Growing challenges from climate change now threaten to stall or reverse progress — and local environmental groups worry that proposed changes to the document guiding the bay restoration do not address those threats. “We are glossing over this giant problem that's going to make the bay agreements today and of the future really, really difficult,” said Mary-Carson Stiff, executive director of the Norfolk nonprofit Wetlands Watch.
The concerns stem from the recent release of a draft new iteration of the Chesapeake Bay Watershed Agreement. Virginia and other states around the region signed onto the most recent agreement in 2014. It set 31 benchmarks for participants to voluntarily achieve by 2025, such as boosting seagrass and crab populations. Officials failed to meet about a third of the targets by this year’s deadline.
Late last year, the Chesapeake Executive Council, which includes Gov. Glenn Youngkin and sets the strategic vision for the restoration, launched an effort to formally revise the document by the end of 2025. The resulting draft was developed by a Chesapeake Bay Program committee made up of nearly three dozen members from various state and federal agencies. The draft document simplifies goals, consolidating the previous 10 goals and 31 specific outcomes into four broader goals and 21 outcomes.
The agreement “acknowledges that the partnership cannot address every issue at once and that progress must be made in a strategic manner, focusing on efforts that will achieve the most meaningful and cost-effective results,” officials wrote in the draft.
The 2014 agreement included climate resiliency as a goal and set objectives, including monitoring shifting sea level conditions in the bay ecosystem. The new draft does not mention climate change or sea level rise by name, Stiff said.

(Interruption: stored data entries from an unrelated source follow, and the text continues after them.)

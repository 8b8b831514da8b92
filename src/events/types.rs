// src/events/types.rs
//
// All change events broadcast between store instances.
// Each event represents an immutable fact that has already occurred.
//
// CRITICAL RULES:
// - Events are facts, not commands
// - Events are immutable
// - Events carry the full new value, so applying one twice is harmless
// - `origin` names the store instance that wrote the change; receivers
//   drop events carrying their own origin (echoes)

use chrono::{DateTime, Utc};
use serde::{Deserialize, Serialize};
use uuid::Uuid;

use crate::domain::{SortContext, SortOption};

/// Trait that all domain events must implement
pub trait DomainEvent: std::fmt::Debug + Clone {
    /// Unique identifier for this event instance
    fn event_id(&self) -> Uuid;

    /// When this event occurred
    fn occurred_at(&self) -> DateTime<Utc>;

    /// Human-readable event type name
    fn event_type(&self) -> &'static str;
}

// ============================================================================
// LOCALE EVENTS
// ============================================================================

/// Emitted when a context changes the interface language
#[derive(Debug, Clone, Serialize, Deserialize)]
pub struct SystemLanguageChanged {
    pub event_id: Uuid,
    pub occurred_at: DateTime<Utc>,
    pub origin: Uuid,
    pub language: String,
}

impl SystemLanguageChanged {
    pub fn new(origin: Uuid, language: String) -> Self {
        Self {
            event_id: Uuid::new_v4(),
            occurred_at: Utc::now(),
            origin,
            language,
        }
    }
}

impl DomainEvent for SystemLanguageChanged {
    fn event_id(&self) -> Uuid { self.event_id }
    fn occurred_at(&self) -> DateTime<Utc> { self.occurred_at }
    fn event_type(&self) -> &'static str { "SystemLanguageChanged" }
}

/// Emitted when a context changes the catalog content language
#[derive(Debug, Clone, Serialize, Deserialize)]
pub struct MovieLanguageChanged {
    pub event_id: Uuid,
    pub occurred_at: DateTime<Utc>,
    pub origin: Uuid,
    pub language: String,
}

impl MovieLanguageChanged {
    pub fn new(origin: Uuid, language: String) -> Self {
        Self {
            event_id: Uuid::new_v4(),
            occurred_at: Utc::now(),
            origin,
            language,
        }
    }
}

impl DomainEvent for MovieLanguageChanged {
    fn event_id(&self) -> Uuid { self.event_id }
    fn occurred_at(&self) -> DateTime<Utc> { self.occurred_at }
    fn event_type(&self) -> &'static str { "MovieLanguageChanged" }
}

// ============================================================================
// SORT EVENTS
// ============================================================================

/// Emitted when a sort preference changes in one context
#[derive(Debug, Clone, Serialize, Deserialize)]
pub struct SortPreferenceChanged {
    pub event_id: Uuid,
    pub occurred_at: DateTime<Utc>,
    pub origin: Uuid,
    pub context: SortContext,
    pub sort: SortOption,
}

impl SortPreferenceChanged {
    pub fn new(origin: Uuid, context: SortContext, sort: SortOption) -> Self {
        Self {
            event_id: Uuid::new_v4(),
            occurred_at: Utc::now(),
            origin,
            context,
            sort,
        }
    }
}

impl DomainEvent for SortPreferenceChanged {
    fn event_id(&self) -> Uuid { self.event_id }
    fn occurred_at(&self) -> DateTime<Utc> { self.occurred_at }
    fn event_type(&self) -> &'static str { "SortPreferenceChanged" }
}

// ============================================================================
// WATCHLIST EVENTS
// ============================================================================

/// Emitted after any watchlist mutation, carrying the complete id list
#[derive(Debug, Clone, Serialize, Deserialize)]
pub struct WatchlistChanged {
    pub event_id: Uuid,
    pub occurred_at: DateTime<Utc>,
    pub origin: Uuid,
    pub movie_ids: Vec<i64>,
}

impl WatchlistChanged {
    pub fn new(origin: Uuid, movie_ids: Vec<i64>) -> Self {
        Self {
            event_id: Uuid::new_v4(),
            occurred_at: Utc::now(),
            origin,
            movie_ids,
        }
    }
}

impl DomainEvent for WatchlistChanged {
    fn event_id(&self) -> Uuid { self.event_id }
    fn occurred_at(&self) -> DateTime<Utc> { self.occurred_at }
    fn event_type(&self) -> &'static str { "WatchlistChanged" }
}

“All of a sudden, they change tune and use politically palatable language like ‘changing conditions,’” she said. “To not really speak truthfully about what the challenges are, it does a disservice to everyone who's a part of the hard work to actually implement the goals. The time is now to be radical.”
The Bay restoration project is to find ways to improve the condition of the Bay. Even assuming climate change is significantly changing the Bay, the question is whether that would be for the better or worse. There are plenty of fine, clean ecosystems south of the Bay. Besides, what are you, the Bay folks going to do to fix the climate, ban coal and oil in China and India?